My grandmother was a feisty woman. She loved a clean house and when she was not working she was cleaning. She didn't know how to show love. She told me once when I was younger that "Grandma doesn't know how to show you physical love, she shows her love by buying you things." Growing up, she had four grandchildren, it became very apparent who were those that she loved more.
She had been pregnant several times after she had divorced my Grandfather and aborted those babies before abortion was legal. She was not a woman who really loved children, children made messes, left fingerprints on the cupboard and mud on the floor. I never witnessed her temper, but I have been told she had one helluva one. I am like my grandmother in many ways. My own mother would refer to me as Lucille many times as I was similar to her in the way she dressed, kept her house and her sense of humor.

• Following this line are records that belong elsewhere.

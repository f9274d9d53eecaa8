use serde::{Deserialize, Serialize};

use super::ModelError;
use crate::{from_homogeneous, round_to_pixel, Mat3, PixelIndex, Pt2, Pt3, Real};

/// Image dimensions in pixels.
#[derive(Clone, Copy, Debug, PartialEq, Eq, Serialize, Deserialize)]
pub struct ImageSize {
    pub width: usize,
    pub height: usize,
}

/// Square-pixel pinhole intrinsics.
///
/// The corresponding calibration matrix `K` has the form:
///
/// ```text
/// [ f  0  cx ]
/// [ 0  f  cy ]
/// [ 0  0   1 ]
/// ```
///
/// `image_size` is optional; when present, depth maps fused with these
/// intrinsics must have exactly that size.
#[derive(Clone, Copy, Debug, PartialEq, Serialize, Deserialize)]
pub struct PinholeIntrinsics {
    /// Focal length in pixels (shared by both axes).
    pub f: Real,
    /// Principal point X coordinate in pixels.
    pub cx: Real,
    /// Principal point Y coordinate in pixels.
    pub cy: Real,
    /// Image size the intrinsics were calibrated for.
    #[serde(default, skip_serializing_if = "Option::is_none")]
    pub image_size: Option<ImageSize>,
}

impl PinholeIntrinsics {
    pub fn new(f: Real, cx: Real, cy: Real) -> Self {
        Self {
            f,
            cx,
            cy,
            image_size: None,
        }
    }

    /// Attach the calibrated image size.
    pub fn with_image_size(mut self, width: usize, height: usize) -> Self {
        self.image_size = Some(ImageSize { width, height });
        self
    }

    /// Check that the parameters describe a usable camera.
    pub fn validate(&self) -> Result<(), ModelError> {
        if !(self.f.is_finite() && self.f > 0.0) {
            return Err(ModelError::InvalidIntrinsics(format!(
                "focal length must be positive and finite, got {}",
                self.f
            )));
        }
        if !(self.cx.is_finite() && self.cy.is_finite()) {
            return Err(ModelError::InvalidIntrinsics(format!(
                "principal point must be finite, got ({}, {})",
                self.cx, self.cy
            )));
        }
        if let Some(size) = self.image_size {
            if size.width == 0 || size.height == 0 {
                return Err(ModelError::InvalidIntrinsics(format!(
                    "image size must be non-empty, got {}x{}",
                    size.width, size.height
                )));
            }
        }
        Ok(())
    }

    /// Build the 3×3 calibration matrix `K`.
    pub fn k_matrix(&self) -> Mat3 {
        Mat3::new(self.f, 0.0, self.cx, 0.0, self.f, self.cy, 0.0, 0.0, 1.0)
    }

    /// Construct intrinsics from a 3×3 calibration matrix `K`.
    ///
    /// The matrix is normalised so that `K[2, 2] == 1` and then checked
    /// against the square-pixel, zero-skew form within a small tolerance.
    pub fn try_from_k_matrix(k: &Mat3) -> Result<Self, ModelError> {
        let eps = 1e-9;
        let k33 = k[(2, 2)];
        if !k33.is_finite() || k33.abs() < eps {
            return Err(ModelError::InvalidIntrinsics(format!(
                "K[2,2] must be non-zero, got {k33}"
            )));
        }
        let k = k / k33;

        if k[(1, 0)].abs() > eps || k[(2, 0)].abs() > eps || k[(2, 1)].abs() > eps {
            return Err(ModelError::InvalidIntrinsics(
                "K must be upper triangular with last row [0 0 1]".to_string(),
            ));
        }
        if k[(0, 1)].abs() > eps {
            return Err(ModelError::InvalidIntrinsics(format!(
                "non-zero skew {} is not supported",
                k[(0, 1)]
            )));
        }
        let (fx, fy) = (k[(0, 0)], k[(1, 1)]);
        if (fx - fy).abs() > eps * fx.abs().max(1.0) {
            return Err(ModelError::InvalidIntrinsics(format!(
                "square pixels required, got fx={fx} fy={fy}"
            )));
        }

        let intrinsics = Self::new(fx, k[(0, 2)], k[(1, 2)]);
        intrinsics.validate()?;
        Ok(intrinsics)
    }

    /// Project a camera-frame point to continuous pixel coordinates.
    ///
    /// Returns `None` if the point is on or behind the image plane.
    pub fn project_point(&self, p_c: &Pt3) -> Option<Pt2> {
        if !(p_c.z > 0.0) {
            return None;
        }
        from_homogeneous(&(self.k_matrix() * p_c.coords))
    }

    /// Project a camera-frame point to an integer pixel index.
    pub fn project(&self, p_c: &Pt3) -> Option<PixelIndex> {
        self.project_point(p_c).as_ref().and_then(round_to_pixel)
    }
}

#[cfg(test)]
mod tests {
    use super::*;

    #[test]
    fn k_matrix_roundtrip() {
        let k = PinholeIntrinsics::new(525.0, 319.5, 239.5);
        let back = PinholeIntrinsics::try_from_k_matrix(&k.k_matrix()).unwrap();
        assert_eq!(back, k);
    }

    #[test]
    fn scaled_k_matrix_is_normalised() {
        let k = PinholeIntrinsics::new(500.0, 320.0, 240.0).k_matrix() * 2.0;
        let back = PinholeIntrinsics::try_from_k_matrix(&k).unwrap();
        assert!((back.f - 500.0).abs() < 1e-12);
        assert!((back.cx - 320.0).abs() < 1e-12);
    }

    #[test]
    fn rejects_non_square_pixels_and_skew() {
        let k = Mat3::new(500.0, 0.0, 320.0, 0.0, 510.0, 240.0, 0.0, 0.0, 1.0);
        assert!(PinholeIntrinsics::try_from_k_matrix(&k).is_err());

        let k = Mat3::new(500.0, 1.0, 320.0, 0.0, 500.0, 240.0, 0.0, 0.0, 1.0);
        assert!(PinholeIntrinsics::try_from_k_matrix(&k).is_err());
    }

    #[test]
    fn validate_rejects_bad_focal_length() {
        assert!(PinholeIntrinsics::new(0.0, 1.0, 1.0).validate().is_err());
        assert!(PinholeIntrinsics::new(-3.0, 1.0, 1.0).validate().is_err());
        assert!(PinholeIntrinsics::new(Real::NAN, 1.0, 1.0).validate().is_err());
        assert!(PinholeIntrinsics::new(10.0, 1.0, 1.0)
            .with_image_size(0, 10)
            .validate()
            .is_err());
    }

    #[test]
    fn principal_point_projects_to_centre() {
        let k = PinholeIntrinsics::new(100.0, 32.0, 24.0);
        let px = k.project(&Pt3::new(0.0, 0.0, 2.0)).unwrap();
        assert_eq!(px, PixelIndex { u: 32, v: 24 });

        let px = k.project_point(&Pt3::new(0.1, -0.2, 1.0)).unwrap();
        assert!((px.x - 42.0).abs() < 1e-12);
        assert!((px.y - 4.0).abs() < 1e-12);
    }

    #[test]
    fn points_behind_camera_do_not_project() {
        let k = PinholeIntrinsics::new(100.0, 32.0, 24.0);
        assert!(k.project(&Pt3::new(0.0, 0.0, 0.0)).is_none());
        assert!(k.project(&Pt3::new(0.1, 0.1, -1.0)).is_none());
    }

    #[test]
    fn image_size_is_optional_in_json() {
        let k: PinholeIntrinsics =
            serde_json::from_str(r#"{"f": 500.0, "cx": 320.0, "cy": 240.0}"#).unwrap();
        assert!(k.image_size.is_none());
        let json = serde_json::to_string(&k.with_image_size(640, 480)).unwrap();
        assert!(json.contains("\"width\":640"));
    }
}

She married her last husband the year my father entered the service, 1951. He was ten years younger than she was and had dated my Aunt Bonnie, Grandma's only daughter. Talk about a dysfunctional family! Joe and Grandma were married fifty years when she died.
Grandma 1992 |
She had loved all of her husbands, but she never stopped loving my grandfather. After my first divorce, she took me aside to give me words of wisdom, "Always marry someone who loves you more than you love them, and you'll always be happy. Marry someone who you love more, it will always end in heart ache." Looking back on her life, she loved my Grandfather more than life and her two subsequent husbands loved her more than she could return.
My parents arrived in Atlanta late that evening on February 27, 2001. They stayed in a hotel, John and I slept on the floor in my house, it was my last night there. In the early morning, we were all driving up to Michigan. I drove the Bravada. John drove the U-Haul, mom and dad in their van. We arrived in Marshall, Michigan around five thirty, we had to change and be in Lansing, an hour north by six for my Grandmother's viewing. Life is full of challenges. Some days you breeze through them and not even realize what you have accomplished.
2 comments:
I was deeply saddened that no one told us of her passing since she and Joe were the only links we had to this family that existed without us in it.
You know then the feeling that we felt when we were not told about Robert. I read about his birth in the newspaper. We were to have no contact with your family, your dad made that perfectly clear. I had hoped that I would see you all at the funeral as I knew she had been out to your house often. When Joe died, no one told us, again I read about it online, in the newspaper.